→ **Recorded data**:
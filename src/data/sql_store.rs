use crate::{
    data::{
        StudentStore,
        student::{NewStudent, Student, StudentPatch},
    },
    error::{
        CommitTransactionSnafu, GetDatabaseConnectionSnafu, MakeQuerySnafu, MissingStudentSnafu,
        MissingTaxIdSnafu, RegistrarResult,
    },
};
use async_trait::async_trait;
use snafu::{OptionExt, ResultExt, ensure};
use sqlx::{Pool, Postgres, Sqlite, pool::PoolConnection};

// `$n` placeholders are understood by both postgres and sqlite.
const INSERT_STUDENT: &str = "INSERT INTO students (name, tax_id, national_id) VALUES ($1, $2, $3) RETURNING id, name, tax_id, national_id";
const SELECT_ALL_STUDENTS: &str = "SELECT id, name, tax_id, national_id FROM students ORDER BY id";
const SELECT_STUDENT_BY_ID: &str = "SELECT id, name, tax_id, national_id FROM students WHERE id = $1";
const SELECT_STUDENT_BY_TAX_ID: &str =
    "SELECT id, name, tax_id, national_id FROM students WHERE tax_id = $1 ORDER BY id LIMIT 1";
const UPDATE_STUDENT: &str =
    "UPDATE students SET name = $2, tax_id = $3, national_id = $4 WHERE id = $1";
const DELETE_STUDENT: &str = "DELETE FROM students WHERE id = $1";

macro_rules! sql_student_store {
    ($(#[$meta:meta])* $name:ident, $db:ty) => {
        $(#[$meta])*
        #[derive(Clone, Debug)]
        pub struct $name {
            pool: Pool<$db>,
        }

        impl $name {
            pub const fn new(pool: Pool<$db>) -> Self {
                Self { pool }
            }

            async fn get_connection(&self) -> RegistrarResult<PoolConnection<$db>> {
                self.pool
                    .acquire()
                    .await
                    .context(GetDatabaseConnectionSnafu)
            }
        }

        #[async_trait]
        impl StudentStore for $name {
            async fn create(&self, student: NewStudent) -> RegistrarResult<Student> {
                student.validate()?;
                let NewStudent {
                    name,
                    tax_id,
                    national_id,
                } = student;

                let mut conn = self.get_connection().await?;
                let created: Student = sqlx::query_as(INSERT_STUDENT)
                    .bind(name)
                    .bind(tax_id)
                    .bind(national_id)
                    .fetch_one(&mut *conn)
                    .await
                    .context(MakeQuerySnafu)?;

                info!(id = created.id, "Created student");
                Ok(created)
            }

            async fn list_all(&self) -> RegistrarResult<Vec<Student>> {
                let mut conn = self.get_connection().await?;
                sqlx::query_as(SELECT_ALL_STUDENTS)
                    .fetch_all(&mut *conn)
                    .await
                    .context(MakeQuerySnafu)
            }

            async fn find_by_id(&self, id: i64) -> RegistrarResult<Student> {
                let mut conn = self.get_connection().await?;
                let student: Option<Student> = sqlx::query_as(SELECT_STUDENT_BY_ID)
                    .bind(id)
                    .fetch_optional(&mut *conn)
                    .await
                    .context(MakeQuerySnafu)?;

                student.context(MissingStudentSnafu { id })
            }

            async fn find_by_tax_id(&self, tax_id: &str) -> RegistrarResult<Student> {
                let mut conn = self.get_connection().await?;
                let student: Option<Student> = sqlx::query_as(SELECT_STUDENT_BY_TAX_ID)
                    .bind(tax_id)
                    .fetch_optional(&mut *conn)
                    .await
                    .context(MakeQuerySnafu)?;

                student.context(MissingTaxIdSnafu { tax_id })
            }

            async fn update(&self, id: i64, patch: StudentPatch) -> RegistrarResult<Student> {
                let mut transaction = self
                    .pool
                    .begin()
                    .await
                    .context(GetDatabaseConnectionSnafu)?;

                let current: Option<Student> = sqlx::query_as(SELECT_STUDENT_BY_ID)
                    .bind(id)
                    .fetch_optional(&mut *transaction)
                    .await
                    .context(MakeQuerySnafu)?;
                let merged = current.context(MissingStudentSnafu { id })?.merged_with(patch);
                merged.validate()?;

                sqlx::query(UPDATE_STUDENT)
                    .bind(merged.id)
                    .bind(merged.name.as_str())
                    .bind(merged.tax_id.as_str())
                    .bind(merged.national_id.as_str())
                    .execute(&mut *transaction)
                    .await
                    .context(MakeQuerySnafu)?;
                transaction.commit().await.context(CommitTransactionSnafu)?;

                info!(id, "Updated student");
                Ok(merged)
            }

            async fn delete(&self, id: i64) -> RegistrarResult<()> {
                let mut conn = self.get_connection().await?;
                let result = sqlx::query(DELETE_STUDENT)
                    .bind(id)
                    .execute(&mut *conn)
                    .await
                    .context(MakeQuerySnafu)?;

                ensure!(result.rows_affected() > 0, MissingStudentSnafu { id });
                info!(id, "Deleted student");
                Ok(())
            }

            async fn close(&self) {
                self.pool.close().await;
            }
        }
    };
}

sql_student_store!(
    /// The production store.
    PostgresStudentStore,
    Postgres
);
sql_student_store!(
    /// Backs local runs (`DB_KIND=sqlite`) and the test suite.
    SqliteStudentStore,
    Sqlite
);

→ **Aim of the task**:
Please transcribe the entries above exactly as written.

→ **The answer**:
filename src/data/sql_store.rs
use crate::{
    data::{
        StudentStore,
        student::{NewStudent, Student, StudentPatch},
    },
    error::{
        CommitTransactionSnafu, GetDatabaseConnectionSnafu, MakeQuerySnafu, MissingStudentSnafu,
        MissingTaxIdSnafu, RegistrarResult,
    },
};
use async_trait::async_trait;
use snafu::{OptionExt, ResultExt, ensure};
use sqlx::{Pool, Postgres, Sqlite, pool::PoolConnection};

// `$n` placeholders are understood by both postgres and sqlite.
const INSERT_STUDENT: &str = "INSERT INTO students (name, tax_id, national_id) VALUES ($1, $2, $3) RETURNING id, name, tax_id, national_id";
const SELECT_ALL_STUDENTS: &str = "SELECT id, name, tax_id, national_id FROM students ORDER BY id";
const SELECT_STUDENT_BY_ID: &str = "SELECT id, name, tax_id, national_id FROM students WHERE id = $1";
const SELECT_STUDENT_BY_TAX_ID: &str =
    "SELECT id, name, tax_id, national_id FROM students WHERE tax_id = $1 ORDER BY id LIMIT 1";
const UPDATE_STUDENT: &str =
    "UPDATE students SET name = $2, tax_id = $3, national_id = $4 WHERE id = $1";
const DELETE_STUDENT: &str = "DELETE FROM students WHERE id = $1";

macro_rules! sql_student_store {
    ($(#[$meta:meta])* $name:ident, $db:ty) => {
        $(#[$meta])*
        #[derive(Clone, Debug)]
        pub struct $name {
            pool: Pool<$db>,
        }

        impl $name {
            pub const fn new(pool: Pool<$db>) -> Self {
                Self { pool }
            }

            async fn get_connection(&self) -> RegistrarResult<PoolConnection<$db>> {
                self.pool
                    .acquire()
                    .await
                    .context(GetDatabaseConnectionSnafu)
            }
        }

        #[async_trait]
        impl StudentStore for $name {
            async fn create(&self, student: NewStudent) -> RegistrarResult<Student> {
                student.validate()?;
                let NewStudent {
                    name,
                    tax_id,
                    national_id,
                } = student;

                let mut conn = self.get_connection().await?;
                let created: Student = sqlx::query_as(INSERT_STUDENT)
                    .bind(name)
                    .bind(tax_id)
                    .bind(national_id)
                    .fetch_one(&mut *conn)
                    .await
                    .context(MakeQuerySnafu)?;

                info!(id = created.id, "Created student");
                Ok(created)
            }

            async fn list_all(&self) -> RegistrarResult<Vec<Student>> {
                let mut conn = self.get_connection().await?;
                sqlx::query_as(SELECT_ALL_STUDENTS)
                    .fetch_all(&mut *conn)
                    .await
                    .context(MakeQuerySnafu)
            }

            async fn find_by_id(&self, id: i64) -> RegistrarResult<Student> {
                let mut conn = self.get_connection().await?;
                let student: Option<Student> = sqlx::query_as(SELECT_STUDENT_BY_ID)
                    .bind(id)
                    .fetch_optional(&mut *conn)
                    .await
                    .context(MakeQuerySnafu)?;

                student.context(MissingStudentSnafu { id })
            }

            async fn find_by_tax_id(&self, tax_id: &str) -> RegistrarResult<Student> {
                let mut conn = self.get_connection().await?;
                let student: Option<Student> = sqlx::query_as(SELECT_STUDENT_BY_TAX_ID)
                    .bind(tax_id)
                    .fetch_optional(&mut *conn)
                    .await
                    .context(MakeQuerySnafu)?;

                student.context(MissingTaxIdSnafu { tax_id })
            }

            async fn update(&self, id: i64, patch: StudentPatch) -> RegistrarResult<Student> {
                let mut transaction = self
                    .pool
                    .begin()
                    .await
                    .context(GetDatabaseConnectionSnafu)?;

                let current: Option<Student> = sqlx::query_as(SELECT_STUDENT_BY_ID)
                    .bind(id)
                    .fetch_optional(&mut *transaction)
                    .await
                    .context(MakeQuerySnafu)?;
                let merged = current.context(MissingStudentSnafu { id })?.merged_with(patch);
                merged.validate()?;

                sqlx::query(UPDATE_STUDENT)
                    .bind(merged.id)
                    .bind(merged.name.as_str())
                    .bind(merged.tax_id.as_str())
                    .bind(merged.national_id.as_str())
                    .execute(&mut *transaction)
                    .await
                    .context(MakeQuerySnafu)?;
                transaction.commit().await.context(CommitTransactionSnafu)?;

                info!(id, "Updated student");
                Ok(merged)
            }

            async fn delete(&self, id: i64) -> RegistrarResult<()> {
                let mut conn = self.get_connection().await?;
                let result = sqlx::query(DELETE_STUDENT)
                    .bind(id)
                    .execute(&mut *conn)
                    .await
                    .context(MakeQuerySnafu)?;

                ensure!(result.rows_affected() > 0, MissingStudentSnafu { id });
                info!(id, "Deleted student");
                Ok(())
            }

            async fn close(&self) {
                self.pool.close().await;
            }
        }
    };
}

sql_student_store!(
    /// The production store.
    PostgresStudentStore,
    Postgres
);
sql_student_store!(
    /// Backs local runs (`DB_KIND=sqlite`) and the test suite.
    SqliteStudentStore,
    Sqlite
);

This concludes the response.